Are trees the answer? The question, of course, is how to limit carbon dioxide in the atmosphere. The current (November 2022) concentration, 419 ppm, keeps rising and translates into an increasing average temperature for our sweltering Earth. Release of carbon dioxide into the air must be slowed and reversed from current levels for us to avoid the worst scenarios of global warming. Worldwide political will seems wanting, even as the understanding of the problem grows. In addition to rising global heat, we get the correlated problems of more wildfires, sea level rise, and species migration away from historic ranges, both on land and in the sea. Each of these parameters challenges our ability to develop successful restoration ecology projects.

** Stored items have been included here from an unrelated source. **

//! Pipeline runtime: streams, the step lifecycle, quiescence detection, and
//! unroll (spec §4, §4.7).
//!
//! `Engine` is the only type external callers construct directly; everything
//! else (`Manager`, `Stream`, `Subscription`) is reached through it or
//! through the `Source`/`Transform`/`Sink` traits a step implements.

pub mod error;
pub mod manager;
pub mod params;
pub mod ports;
pub mod step;
pub mod stream;
pub mod subscription;
pub mod unroll;

pub use cascade_storage::Storage;
pub use error::{EngineError, Result, StepResult};
pub use manager::Manager;
pub use params::Params;
pub use ports::PortSpec;
pub use step::{Sink, Source, Step, Transform};
pub use stream::Stream;
pub use subscription::Subscription;

use std::sync::Arc;
use tokio::task::JoinHandle;

/// Owns one storage handle, one [`Manager`], and the registered steps.
/// `new` / `register` / `run` are the whole external control surface (spec
/// §6, §4.7).
pub struct Engine {
    project_name: String,
    manager: Arc<Manager>,
    steps: Vec<Step>,
}

impl Engine {
    /// Create an engine over `storage`. The database file convention
    /// (`<project>.db`) lives on [`cascade_storage::SqliteStorage`]; the
    /// engine itself is storage-implementation-agnostic.
    pub fn new(project_name: impl Into<String>, storage: Arc<dyn Storage>) -> Self {
        Self {
            project_name: project_name.into(),
            manager: Arc::new(Manager::new(storage)),
            steps: Vec::new(),
        }
    }

    pub fn project_name(&self) -> &str {
        &self.project_name
    }

    /// Direct access to the manager, e.g. for a CLI's `unroll` subcommand
    /// that wants read access without running the pipeline.
    pub fn manager(&self) -> Arc<Manager> {
        self.manager.clone()
    }

    /// Set up `step` against this engine's manager (resolving its ports into
    /// streams and subscriptions, running its custom initialiser) and
    /// register it to run. Must be called before [`Engine::run`]; no
    /// consumer may attach to a stream after the engine begins running
    /// (spec §3 invariant 3).
    pub async fn register(&mut self, mut step: Step) -> Result<()> {
        step.setup(&self.manager).await?;
        tracing::debug!(step = step.name(), "registered");
        self.steps.push(step);
        Ok(())
    }

    /// Rehydrate queues from storage, run every step to quiescence, then
    /// cancel and tear down (spec §4.7):
    ///
    /// 1. `manager.restore_state()`.
    /// 2. Spawn each step's `run` as a task.
    /// 3. `manager.wait_for_completion()`.
    /// 4. Cancellation has already propagated via the shared completion
    ///    token by the time step 3 returns; await every task's termination.
    pub async fn run(mut self) -> Result<()> {
        self.manager.restore_state().await?;

        let token = self.manager.completion_token();
        let mut handles: Vec<JoinHandle<()>> = Vec::with_capacity(self.steps.len());
        for step in self.steps.drain(..) {
            let manager = self.manager.clone();
            let token = token.clone();
            let step_name = step.name().to_string();
            handles.push(tokio::spawn(async move {
                step.run(manager, token).await;
                tracing::debug!(step = step_name.as_str(), "worker task exited");
            }));
        }

        tracing::info!(project = self.project_name.as_str(), "pipeline running");
        self.manager.wait_for_completion().await;
        tracing::info!(project = self.project_name.as_str(), "pipeline quiescent, shutting down");

        // The completion token is already cancelled (it IS the quiescence
        // signal per Manager), so every worker is already unwinding; this
        // just waits for that to finish. Re-cancelling is a no-op but kept
        // explicit in case `run` is ever called on an engine whose manager
        // was cancelled externally before quiescence fired.
        token.cancel();
        for handle in handles {
            let _ = handle.await;
        }

        Ok(())
    }
}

Various solutions have been proposed. Massive tree planting around the world has gotten the most interest and support, as trees metabolize carbon dioxide and store carbon in their wood. We encourage the restoration of tree populations in many habitats to serve people as well as wildlife. Increasing urban tree canopies is a worldwide initiative now and has great public support. Perhaps the boldest large-scale tree planting program is Africa’s Great Green Wall, stretching across that huge continent below the Sahara’s latitude. Those lands are becoming more arid, and the proposed enormous swath of trees aims to stop desertification and offer human communities wood, food, and a new income source. In some areas regenerating woodland even becomes a tourist draw. The biomass of trees is obvious and the storage of carbon in their wood is apparent. Should this be a universal goal of the restoration ecology community? Warnings have now been brought forward and alternative modes of carbon capture may be more appropriate. Before the restoration ecology world scampers to treetops in celebration, caution may be the more pragmatic behavior.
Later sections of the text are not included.